The first step is to write down equations describing this situation.

Let’s call the two numbers \(x\) and \(y\) and we are told that the sum is 300 (this is the constraint for the problem) or,

\[x + y = 300\]

We are being asked to maximize the product,

\[A = xy\] Show Step 2

We now need to solve the constraint for \(x\) or \(y\) (and it really doesn’t matter which variable we solve for in this case) and plug this into the product equation.

\[y = 300 - x\hspace{0.5in} \Rightarrow \hspace{0.5in}A\left( x \right) = x\left( {300 - x} \right) = 300x - {x^2}\] Show Step 3
The next step is to determine the critical points for this equation.

\[A'\left( x \right) = 300 - 2x\hspace{0.5in} \to \hspace{0.5in}300 - 2x = 0\hspace{0.5in} \to \hspace{0.5in}x = 150\] Show Step 4

Now for the step many neglect as unnecessary. Just because we got a single value we can’t just assume that this will give a maximum product. We need to do a quick check to see if it does give a maximum.

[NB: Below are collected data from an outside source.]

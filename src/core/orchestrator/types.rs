//! Outcome and configuration types for the orchestrator.

use crate::core::recognizer::TaskResult;
use crate::error::PlateError;
use crate::events::RunSummary;
use chrono::{DateTime, Utc};
use serde::{Deserialize, Serialize};
use std::path::{Path, PathBuf};
use std::time::Duration;
use uuid::Uuid;

/// The two recognition strategies
#[derive(Debug, Clone, Copy, PartialEq, Eq, Hash, Serialize, Deserialize)]
#[serde(rename_all = "lowercase")]
pub enum Strategy {
    /// Shape/contour based plate location
    Shape,
    /// Background color based plate location
    Color,
}

impl Strategy {
    /// Name of the worker thread running this strategy
    pub fn thread_name(&self) -> &'static str {
        match self {
            Strategy::Shape => "plate-shape",
            Strategy::Color => "plate-color",
        }
    }
}

impl std::fmt::Display for Strategy {
    fn fmt(&self, f: &mut std::fmt::Formatter<'_>) -> std::fmt::Result {
        match self {
            Strategy::Shape => write!(f, "shape"),
            Strategy::Color => write!(f, "color"),
        }
    }
}

/// Which strategy thread is spawned first.
///
/// Has no effect on the outcome; the shape result is always reported first.
#[derive(Debug, Clone, Copy, PartialEq, Eq, Default)]
pub enum LaunchOrder {
    #[default]
    ShapeFirst,
    ColorFirst,
}

/// Configuration for the orchestrator
#[derive(Debug, Clone, Default)]
pub struct OrchestratorConfig {
    /// Upper bound on the concurrent phase; `None` waits indefinitely
    pub timeout: Option<Duration>,
    /// Spawn order of the two strategy threads
    pub launch_order: LaunchOrder,
}

/// Time each strategy spent inside its own thread
#[derive(Debug, Clone, Copy, PartialEq, Eq, Default)]
pub struct StrategyTimings {
    pub shape: Duration,
    pub color: Duration,
}

impl StrategyTimings {
    /// What the two strategies would have taken back to back
    pub fn sequential(&self) -> Duration {
        self.shape + self.color
    }
}

/// The merged result of both strategies for one image.
///
/// Both results are always present; a run that lost either strategy is an
/// error instead.
#[derive(Debug, Clone)]
pub struct OrchestrationOutcome {
    run_id: Uuid,
    image_path: PathBuf,
    shape: TaskResult,
    color: TaskResult,
    elapsed: Duration,
    timings: StrategyTimings,
    completed_at: DateTime<Utc>,
}

impl OrchestrationOutcome {
    pub(crate) fn new(
        run_id: Uuid,
        image_path: PathBuf,
        shape: TaskResult,
        color: TaskResult,
        elapsed: Duration,
        timings: StrategyTimings,
    ) -> Self {
        Self {
            run_id,
            image_path,
            shape,
            color,
            elapsed,
            timings,
            completed_at: Utc::now(),
        }
    }

    pub fn run_id(&self) -> Uuid {
        self.run_id
    }

    pub fn image_path(&self) -> &Path {
        &self.image_path
    }

    /// Result of the shape/contour strategy
    pub fn shape(&self) -> &TaskResult {
        &self.shape
    }

    /// Result of the color strategy
    pub fn color(&self) -> &TaskResult {
        &self.color
    }

    /// Result for `strategy`
    pub fn result(&self, strategy: Strategy) -> &TaskResult {
        match strategy {
            Strategy::Shape => &self.shape,
            Strategy::Color => &self.color,
        }
    }

    /// Wall-clock time from launching both tasks until both were joined
    pub fn elapsed(&self) -> Duration {
        self.elapsed
    }

    pub fn timings(&self) -> StrategyTimings {
        self.timings
    }

    pub fn completed_at(&self) -> DateTime<Utc> {
        self.completed_at
    }

    /// Both results, shape first
    pub fn into_results(self) -> (TaskResult, TaskResult) {
        (self.shape, self.color)
    }

    /// Write each found region to `dir` as `shape.png` / `color.png`.
    ///
    /// Returns the paths written; strategies without a region are skipped.
    pub fn save_regions(&self, dir: &Path) -> Result<Vec<PathBuf>, PlateError> {
        std::fs::create_dir_all(dir)?;

        let mut written = Vec::new();
        for strategy in [Strategy::Shape, Strategy::Color] {
            let Some(region) = self.result(strategy).region() else {
                continue;
            };
            let path = dir.join(format!("{}.png", strategy));
            region.save(&path).map_err(|e| PlateError::SaveRegion {
                path: path.clone(),
                reason: e.to_string(),
            })?;
            written.push(path);
        }
        Ok(written)
    }

    pub fn summary(&self) -> RunSummary {
        RunSummary {
            run_id: self.run_id,
            shape_label: self.shape.label_text(),
            shape_color: self.shape.color(),
            color_label: self.color.label_text(),
            color_color: self.color.color(),
            elapsed_ms: self.elapsed.as_millis() as u64,
        }
    }
}
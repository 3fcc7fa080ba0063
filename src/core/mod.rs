//! # Core Module
//!
//! The terminal-agnostic recognition orchestration engine.
//!
//! ## Modules
//! - `recognizer` - Result types and the recognition engine interface
//! - `task` - Runs a blocking call on its own thread and joins its result
//! - `orchestrator` - Runs both strategies concurrently and merges results
//! - `encoder` - Formats outcomes for machines and humans

pub mod encoder;
pub mod orchestrator;
pub mod recognizer;
pub mod task;

// Re-export commonly used types
pub use orchestrator::{OrchestrationOutcome, Orchestrator, Strategy};
pub use recognizer::{PlateColor, PlateRecognizer, TaskResult};
pub use task::TaskHandle;
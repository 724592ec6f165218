//! Donation dialog widget: payment-method tiles, a QR code and copyable
//! account text for the selected method.

pub mod app;
pub mod clipboard;
pub mod components;
pub mod config;
pub mod dialog;
pub mod directory;
pub mod error;
pub mod host;
pub mod logger;
pub mod qr;
pub mod social;

use std::rc::Rc;

use app::{App, AppProps};
use config::DonateConfig;
use directory::PaymentDirectory;
use host::{HostPage, SocialLinks};

/// Optional `<script type="application/json">` holding a `DonateConfig`
const CONFIG_ELEMENT_ID: &str = "donateConfig";

fn load_config() -> DonateConfig {
    let Some(json) = host::config_json(CONFIG_ELEMENT_ID) else {
        return DonateConfig::default();
    };
    DonateConfig::from_json(&json).unwrap_or_else(|e| {
        log::warn!("Ignoring #{CONFIG_ELEMENT_ID}: {e}");
        DonateConfig::default()
    })
}

fn load_directory() -> PaymentDirectory {
    PaymentDirectory::embedded().unwrap_or_else(|e| {
        log::error!("{e}");
        PaymentDirectory::default()
    })
}

/// Wires the dialog into the current page.
pub fn run() {
    console_error_panic_hook::set_once();
    if let Err(e) = logger::init(log::LevelFilter::Debug) {
        web_sys::console::error_1(&format!("Logger already set: {e}").into());
    }

    let config = load_config();
    log::set_max_level(config.log_level());
    let directory = load_directory();

    match SocialLinks::capture(&config.host) {
        Ok(links) => social::setup_social_links(&links, &directory),
        Err(e) => log::error!("Error setting up social links: {e}"),
    }

    let host = match HostPage::capture(&config.host) {
        Ok(host) => host,
        Err(e) => {
            log::error!("Donation dialog not mounted: {e}");
            return;
        }
    };

    let props = AppProps {
        directory: Rc::new(directory),
        config: Rc::new(config),
        trigger: host.trigger,
    };
    yew::Renderer::<App>::with_root_and_props(host.mount, props).render();
}
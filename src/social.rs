//! Profile and contact links in the page footer, filled from the directory.

use web_sys::Element;

use crate::directory::PaymentDirectory;
use crate::host::SocialLinks;

#[derive(Clone, Copy, Debug, PartialEq, Eq)]
pub enum SocialLink {
    Github,
    Twitter,
    Email,
}

impl SocialLink {
    pub fn key(self) -> &'static str {
        match self {
            SocialLink::Github => "github",
            SocialLink::Twitter => "twitter",
            SocialLink::Email => "email",
        }
    }

    pub fn href(self, text: &str) -> String {
        match self {
            SocialLink::Email => format!("mailto:{text}"),
            SocialLink::Github | SocialLink::Twitter => text.to_string(),
        }
    }

    /// Profile links open in a new tab
    pub fn opens_new_tab(self) -> bool {
        !matches!(self, SocialLink::Email)
    }
}

/// Attributes to set on `link`'s element, or `None` when the directory has
/// nothing usable for it
pub fn link_attributes(link: SocialLink, directory: &PaymentDirectory) -> Option<Vec<(&'static str, String)>> {
    if !directory.contains(link.key()) {
        return None;
    }
    let text = directory.resolve(link.key())?;
    let mut attributes = vec![("href", link.href(&text))];
    if link.opens_new_tab() {
        attributes.push(("target", "_blank".to_string()));
        attributes.push(("rel", "noopener noreferrer".to_string()));
    }
    Some(attributes)
}

fn apply(element: &Element, link: SocialLink, directory: &PaymentDirectory) {
    let Some(attributes) = link_attributes(link, directory) else { return };
    for (name, value) in attributes {
        if let Err(e) = element.set_attribute(name, &value) {
            log::error!("Error setting up {} link: {e:?}", link.key());
            return;
        }
    }
}

pub fn setup_social_links(links: &SocialLinks, directory: &PaymentDirectory) {
    let slots = [
        (links.github.as_ref(), SocialLink::Github),
        (links.twitter.as_ref(), SocialLink::Twitter),
        (links.email.as_ref(), SocialLink::Email),
    ];
    for (element, link) in slots {
        if let Some(element) = element {
            apply(element, link, directory);
        }
    }
}

#[cfg(test)]
mod tests {
    use super::*;

    #[test]
    fn hrefs() {
        let dir = PaymentDirectory::embedded().unwrap();
        let email = dir.resolve(SocialLink::Email.key()).unwrap();
        assert_eq!(SocialLink::Email.href(&email), "mailto:justttq@gmail.com");
        let twitter = dir.resolve(SocialLink::Twitter.key()).unwrap();
        assert_eq!(SocialLink::Twitter.href(&twitter), "https://twitter.com/justttq");
    }

    #[test]
    fn profile_links_open_in_new_tab() {
        let dir = PaymentDirectory::embedded().unwrap();
        let attrs = link_attributes(SocialLink::Github, &dir).unwrap();
        assert_eq!(
            attrs,
            vec![
                ("href", "https://github.com/sponsors/justttq".to_string()),
                ("target", "_blank".to_string()),
                ("rel", "noopener noreferrer".to_string()),
            ]
        );
    }

    #[test]
    fn email_link_only_sets_href() {
        let dir = PaymentDirectory::embedded().unwrap();
        assert_eq!(
            link_attributes(SocialLink::Email, &dir),
            Some(vec![("href", "mailto:justttq@gmail.com".to_string())])
        );
    }

    #[test]
    fn missing_entry_sets_nothing() {
        let dir = PaymentDirectory::default();
        for link in [SocialLink::Github, SocialLink::Twitter, SocialLink::Email] {
            assert_eq!(link_attributes(link, &dir), None);
        }
    }

    #[test]
    fn only_profiles_open_new_tab() {
        assert!(SocialLink::Github.opens_new_tab());
        assert!(SocialLink::Twitter.opens_new_tab());
        assert!(!SocialLink::Email.opens_new_tab());
    }
}
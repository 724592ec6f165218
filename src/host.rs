//! Elements of the host page, looked up once at start-up.

use web_sys::{Document, Element};

use crate::config::HostIds;
use crate::error::HostError;

fn document() -> Result<Document, HostError> {
    web_sys::window()
        .and_then(|w| w.document())
        .ok_or(HostError::NoDocument)
}

fn required(document: &Document, id: &str) -> Result<Element, HostError> {
    document
        .get_element_by_id(id)
        .ok_or_else(|| HostError::MissingElement(id.to_string()))
}

fn optional(document: &Document, id: &str) -> Option<Element> {
    let element = document.get_element_by_id(id);
    if element.is_none() {
        log::debug!("Optional element #{id} not on this page");
    }
    element
}

/// What the dialog cannot work without
pub struct HostPage {
    /// Control that opens the dialog
    pub trigger: Element,
    /// Element the dialog is rendered into
    pub mount: Element,
}

impl HostPage {
    pub fn capture(ids: &HostIds) -> Result<Self, HostError> {
        let document = document()?;
        Ok(Self {
            trigger: required(&document, &ids.trigger)?,
            mount: required(&document, &ids.mount)?,
        })
    }
}

pub struct SocialLinks {
    pub github: Option<Element>,
    pub twitter: Option<Element>,
    pub email: Option<Element>,
}

impl SocialLinks {
    pub fn capture(ids: &HostIds) -> Result<Self, HostError> {
        let document = document()?;
        Ok(Self {
            github: optional(&document, &ids.github_link),
            twitter: optional(&document, &ids.twitter_link),
            email: optional(&document, &ids.email_link),
        })
    }
}

/// Inline JSON configuration, if the page carries one
pub fn config_json(id: &str) -> Option<String> {
    document().ok()?.get_element_by_id(id)?.text_content()
}
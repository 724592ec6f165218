use js_sys::Promise;
use wasm_bindgen::prelude::*;
use wasm_bindgen_futures::JsFuture;

use crate::error::ClipboardError;

#[wasm_bindgen(inline_js = "export function write_clipboard_text(text) { return navigator.clipboard.writeText(text); }")]
extern "C" {
    #[wasm_bindgen(catch)]
    fn write_clipboard_text(text: &str) -> Result<Promise, JsValue>;
}

fn describe(value: &JsValue) -> String {
    value.as_string().unwrap_or_else(|| format!("{value:?}"))
}

/// Writes `text` to the system clipboard.
pub async fn write_text(text: &str) -> Result<(), ClipboardError> {
    let promise = write_clipboard_text(text).map_err(|e| ClipboardError::Unavailable(describe(&e)))?;
    JsFuture::from(promise)
        .await
        .map(|_| ())
        .map_err(|e| ClipboardError::Rejected(describe(&e)))
}
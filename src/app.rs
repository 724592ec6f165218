use std::rc::Rc;

use web_sys::Element;
use yew::prelude::*;

use crate::components::DonateModal;
use crate::config::DonateConfig;
use crate::directory::PaymentDirectory;

#[derive(Properties, PartialEq)]
pub struct AppProps {
    pub directory: Rc<PaymentDirectory>,
    pub config: Rc<DonateConfig>,
    pub trigger: Element,
}

#[function_component(App)]
pub fn app(props: &AppProps) -> Html {
    html! {
        <DonateModal
            directory={props.directory.clone()}
            config={props.config.clone()}
            trigger={props.trigger.clone()}
        />
    }
}
//! `log` backend that writes to the browser console.

use log::{Level, LevelFilter, Log, Metadata, Record, SetLoggerError};
use wasm_bindgen::JsValue;
use web_sys::console;

struct ConsoleLogger;

static LOGGER: ConsoleLogger = ConsoleLogger;

impl Log for ConsoleLogger {
    fn enabled(&self, metadata: &Metadata) -> bool {
        metadata.level() <= log::max_level()
    }

    fn log(&self, record: &Record) {
        if !self.enabled(record.metadata()) {
            return;
        }
        let line = JsValue::from_str(&format!("[{}] {}", record.target(), record.args()));
        match record.level() {
            Level::Error => console::error_1(&line),
            Level::Warn => console::warn_1(&line),
            Level::Info => console::info_1(&line),
            Level::Debug => console::debug_1(&line),
            Level::Trace => console::log_1(&line),
        }
    }

    fn flush(&self) {}
}

pub fn init(level: LevelFilter) -> Result<(), SetLoggerError> {
    log::set_logger(&LOGGER).map(|()| log::set_max_level(level))
}
fn main() {
    donate_modal_ui::run();
}
//! Interaction state of the donation dialog, kept apart from the DOM so the
//! component only renders what this model says.

use std::rc::Rc;

use crate::config::DonateConfig;
use crate::directory::{title_for, PaymentDirectory, PaymentMethod, DECODE_FALLBACK};
use crate::error::{ClipboardError, DirectoryError};
use crate::qr::{display_url, QrStrategy};

/// Identifies one scheduled deferred effect. Only the latest ticket of each
/// kind is honoured when its timer fires.
#[derive(Clone, Copy, Debug, PartialEq, Eq)]
pub struct Ticket(u64);

#[derive(Clone, Debug, PartialEq)]
pub struct Selection {
    pub method: PaymentMethod,
    pub title: &'static str,
    pub info: String,
    pub image_url: Option<String>,
}

#[derive(Clone, Debug, PartialEq)]
pub enum DialogState<'a> {
    Closed,
    OpenNoSelection,
    OpenWithSelection(&'a Selection),
}

#[derive(Clone, Copy, Debug, PartialEq, Eq)]
pub enum CopyLabel {
    Idle,
    Copied,
}

impl CopyLabel {
    pub fn text(self) -> &'static str {
        match self {
            CopyLabel::Idle => "Copy Info",
            CopyLabel::Copied => "Copied!",
        }
    }
}

pub struct DonationDialog {
    directory: Rc<PaymentDirectory>,
    methods: Vec<PaymentMethod>,
    qr: QrStrategy,
    visible: bool,
    active: Option<PaymentMethod>,
    selection: Option<Selection>,
    panel_shown: bool,
    pending_reset: Option<Ticket>,
    copy_feedback: Option<Ticket>,
    next_ticket: u64,
}

/// Drops repeated methods, keeping first-seen order, so each tile is unique.
fn unique_methods(methods: &[PaymentMethod]) -> Vec<PaymentMethod> {
    let mut unique = Vec::with_capacity(methods.len());
    for &method in methods {
        if unique.contains(&method) {
            log::warn!("Payment method {method} listed more than once; ignoring the repeat");
        } else {
            unique.push(method);
        }
    }
    unique
}

impl DonationDialog {
    pub fn new(directory: Rc<PaymentDirectory>, config: &DonateConfig) -> Self {
        Self {
            directory,
            methods: unique_methods(&config.methods),
            qr: config.qr.clone(),
            visible: false,
            active: None,
            selection: None,
            panel_shown: false,
            pending_reset: None,
            copy_feedback: None,
            next_ticket: 0,
        }
    }

    pub fn state(&self) -> DialogState<'_> {
        match (self.visible, &self.selection) {
            (false, _) => DialogState::Closed,
            (true, None) => DialogState::OpenNoSelection,
            (true, Some(s)) => DialogState::OpenWithSelection(s),
        }
    }

    pub fn methods(&self) -> &[PaymentMethod] {
        &self.methods
    }

    pub fn is_visible(&self) -> bool {
        self.visible
    }

    pub fn is_active(&self, method: PaymentMethod) -> bool {
        self.active == Some(method)
    }

    pub fn active(&self) -> Option<PaymentMethod> {
        self.active
    }

    pub fn selection(&self) -> Option<&Selection> {
        self.selection.as_ref()
    }

    pub fn panel_shown(&self) -> bool {
        self.panel_shown
    }

    pub fn copy_label(&self) -> CopyLabel {
        if self.copy_feedback.is_some() {
            CopyLabel::Copied
        } else {
            CopyLabel::Idle
        }
    }

    fn issue_ticket(&mut self) -> Ticket {
        self.next_ticket += 1;
        Ticket(self.next_ticket)
    }

    /// Shows the dialog and selects the first configured method.
    pub fn open(&mut self) {
        self.visible = true;
        // a reset still in flight from an earlier close must not wipe this session
        self.pending_reset = None;
        match self.methods.first().copied() {
            Some(first) => self.select_method(first),
            None => log::warn!("Donation dialog opened with no payment methods configured"),
        }
    }

    /// Activates `method`'s tile and shows its details. Lookup failures are
    /// logged; the dialog keeps whatever it was showing before.
    pub fn select_method(&mut self, method: PaymentMethod) {
        self.active = Some(method);

        let id = method.as_str();
        let info = match self.directory.try_resolve(id) {
            Ok(text) => text,
            Err(e @ DirectoryError::NotFound(_)) => {
                log::error!("{e}");
                return;
            }
            Err(e) => {
                log::error!("Error showing payment details: {e}");
                DECODE_FALLBACK.to_string()
            }
        };

        let image_url = display_url(&self.qr, id, &info);
        log::debug!("Selected {id}, image: {image_url:?}");
        self.selection = Some(Selection { method, title: title_for(id), info, image_url });
        self.panel_shown = true;
    }

    /// Hides the dialog. Selection is kept until [`finish_close`] runs with
    /// the returned ticket so the fade-out does not flash an empty dialog.
    ///
    /// [`finish_close`]: DonationDialog::finish_close
    pub fn close(&mut self) -> Ticket {
        self.visible = false;
        let ticket = self.issue_ticket();
        self.pending_reset = Some(ticket);
        ticket
    }

    /// Applies the deferred reset. Returns false for stale tickets.
    pub fn finish_close(&mut self, ticket: Ticket) -> bool {
        if self.visible || self.pending_reset != Some(ticket) {
            log::debug!("Skipping stale reset {ticket:?}");
            return false;
        }
        self.pending_reset = None;
        self.active = None;
        self.selection = None;
        self.panel_shown = false;
        true
    }

    /// Text the copy button should place on the clipboard.
    pub fn copy_payload(&self) -> Option<&str> {
        self.selection.as_ref().map(|s| s.info.as_str())
    }

    pub fn copy_succeeded(&mut self) -> Ticket {
        let ticket = self.issue_ticket();
        self.copy_feedback = Some(ticket);
        ticket
    }

    pub fn copy_failed(&self, err: &ClipboardError) {
        log::error!("{err}");
    }

    /// Restores the copy label. Returns false for stale tickets.
    pub fn restore_copy_label(&mut self, ticket: Ticket) -> bool {
        if self.copy_feedback != Some(ticket) {
            return false;
        }
        self.copy_feedback = None;
        true
    }
}
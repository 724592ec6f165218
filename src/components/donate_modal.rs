use std::rc::Rc;

use gloo::events::EventListener;
use gloo_timers::callback::Timeout;
use wasm_bindgen_futures::spawn_local;
use web_sys::Element;
use yew::prelude::*;
use yew_icons::{Icon, IconId};

use crate::clipboard;
use crate::components::PaymentTile;
use crate::config::DonateConfig;
use crate::dialog::{CopyLabel, DonationDialog, Ticket};
use crate::directory::{PaymentDirectory, PaymentMethod};
use crate::error::ClipboardError;

#[derive(Properties, PartialEq)]
pub struct DonateModalProps {
    pub directory: Rc<PaymentDirectory>,
    pub config: Rc<DonateConfig>,
    /// Host page control that opens the dialog
    pub trigger: Element,
}

pub enum DonateModalMsg {
    Open,
    Close,
    Select(PaymentMethod),
    FinishClose(Ticket),
    Copy,
    Copied,
    CopyFailed(ClipboardError),
    RestoreCopyLabel(Ticket),
}

pub struct DonateModal {
    dialog: DonationDialog,
    backdrop_ref: NodeRef,
    _trigger_listener: EventListener,
}

fn listen_trigger(ctx: &Context<DonateModal>) -> EventListener {
    let link = ctx.link().clone();
    EventListener::new(&ctx.props().trigger, "click", move |e| {
        e.prevent_default();
        link.send_message(DonateModalMsg::Open);
    })
}

/// Delivers `msg` after `delay_ms`. Timers are never cancelled; the ticket in
/// the message decides whether it still applies.
fn schedule(ctx: &Context<DonateModal>, delay_ms: u32, msg: DonateModalMsg) {
    let link = ctx.link().clone();
    Timeout::new(delay_ms, move || link.send_message(msg)).forget();
}

impl Component for DonateModal {
    type Message = DonateModalMsg;
    type Properties = DonateModalProps;

    fn create(ctx: &Context<Self>) -> Self {
        let props = ctx.props();
        Self {
            dialog: DonationDialog::new(props.directory.clone(), &props.config),
            backdrop_ref: NodeRef::default(),
            _trigger_listener: listen_trigger(ctx),
        }
    }

    fn changed(&mut self, ctx: &Context<Self>, old_props: &Self::Properties) -> bool {
        let props = ctx.props();
        if props.trigger != old_props.trigger {
            self._trigger_listener = listen_trigger(ctx);
        }
        if props.directory != old_props.directory || props.config != old_props.config {
            self.dialog = DonationDialog::new(props.directory.clone(), &props.config);
        }
        true
    }

    fn update(&mut self, ctx: &Context<Self>, msg: Self::Message) -> bool {
        match msg {
            DonateModalMsg::Open => {
                self.dialog.open();
                log::debug!("Donation dialog: {:?}", self.dialog.state());
                true
            }
            DonateModalMsg::Close => {
                let ticket = self.dialog.close();
                log::debug!("Donation dialog: {:?}", self.dialog.state());
                schedule(ctx, ctx.props().config.reset_delay_ms, DonateModalMsg::FinishClose(ticket));
                true
            }
            DonateModalMsg::Select(method) => {
                self.dialog.select_method(method);
                true
            }
            DonateModalMsg::FinishClose(ticket) => self.dialog.finish_close(ticket),
            DonateModalMsg::Copy => {
                if let Some(text) = self.dialog.copy_payload() {
                    let text = text.to_string();
                    let link = ctx.link().clone();
                    spawn_local(async move {
                        match clipboard::write_text(&text).await {
                            Ok(()) => link.send_message(DonateModalMsg::Copied),
                            Err(e) => link.send_message(DonateModalMsg::CopyFailed(e)),
                        }
                    });
                }
                false
            }
            DonateModalMsg::Copied => {
                let ticket = self.dialog.copy_succeeded();
                schedule(ctx, ctx.props().config.copied_feedback_ms, DonateModalMsg::RestoreCopyLabel(ticket));
                true
            }
            DonateModalMsg::CopyFailed(e) => {
                self.dialog.copy_failed(&e);
                false
            }
            DonateModalMsg::RestoreCopyLabel(ticket) => self.dialog.restore_copy_label(ticket),
        }
    }

    fn view(&self, ctx: &Context<Self>) -> Html {
        let dialog = &self.dialog;
        let link = ctx.link();

        // Only clicks on the backdrop itself close; clicks inside the content bubble up here too
        let on_backdrop = {
            let backdrop_ref = self.backdrop_ref.clone();
            link.batch_callback(move |e: MouseEvent| {
                let target = e.target_dyn_into::<Element>();
                (target.is_some() && target == backdrop_ref.cast::<Element>()).then_some(DonateModalMsg::Close)
            })
        };
        let on_close = link.callback(|_: MouseEvent| DonateModalMsg::Close);
        let on_select = link.callback(DonateModalMsg::Select);
        let on_copy = link.callback(|_: MouseEvent| DonateModalMsg::Copy);

        let selection = dialog.selection();
        let title = selection.map_or("Payment Information", |s| s.title);
        let info = selection.map(|s| s.info.clone()).unwrap_or_default();
        let image = match selection.and_then(|s| s.image_url.clone()) {
            Some(src) => html! { <img class="donate-qr-code" {src} alt="QR Code" /> },
            None => html! {},
        };
        let copy_label = dialog.copy_label();
        let copy_icon = match copy_label {
            CopyLabel::Idle => IconId::LucideCopy,
            CopyLabel::Copied => IconId::LucideCheck,
        };

        html! {
            <div class={classes!("donate-modal", dialog.is_visible().then_some("show"))} ref={self.backdrop_ref.clone()} onclick={on_backdrop}>
                <div class="donate-container">
                    <div class="donate-decoration donate-decoration-1"></div>
                    <div class="donate-decoration donate-decoration-2"></div>

                    <div class="donate-header">
                        <h2 class="donate-title">{"Support This Project"}</h2>
                        <button class="donate-close" type="button" title="Close" onclick={on_close}>
                            <Icon icon_id={IconId::LucideX} width={"20"} height={"20"} />
                        </button>
                    </div>

                    <div class="donate-content">
                        <p class="donate-description">
                            {"Thank you for considering a donation! Your support helps keep this tool free and allows for continued development and improvements."}
                        </p>

                        <div class="donate-methods">
                            { for dialog.methods().iter().map(|&method| html! {
                                <PaymentTile key={method.as_str()} {method} active={dialog.is_active(method)} on_select={on_select.clone()} />
                            }) }
                        </div>

                        <div class={classes!("donate-qr-container", dialog.panel_shown().then_some("show"))}>
                            {image}
                            <h3 class="donate-qr-title">{title}</h3>
                            <div class="donate-qr-info">{info}</div>
                            <button class="donate-copy-btn" type="button" onclick={on_copy}>
                                <Icon icon_id={copy_icon} width={"16"} height={"16"} />
                                {" "}{copy_label.text()}
                            </button>
                        </div>
                    </div>
                </div>
            </div>
        }
    }
}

As discussed in notes there are several methods for doing this, but in this case we can quickly see that,

\[A''\left( x \right) = - 2\] Show Step 5

From this we can see that the second derivative is always negative and so \(A\left( x \right)\) will always be concave down and so the single critical point we got in Step 3 must be a relative maximum and hence must be the value that gives a maximum product.

Step 5

Finally, let’s actually answer the question. We need to give both values. We already have \(x\) so we need to determine \(y\) and that is easy to do from the constraint.

\[y = 300 - 150 = 150\]

The final answer is then,

\[\require{bbox} \bbox[2pt,border:1px solid black]{{x = 150\hspace{0.5in}y = 150}}\]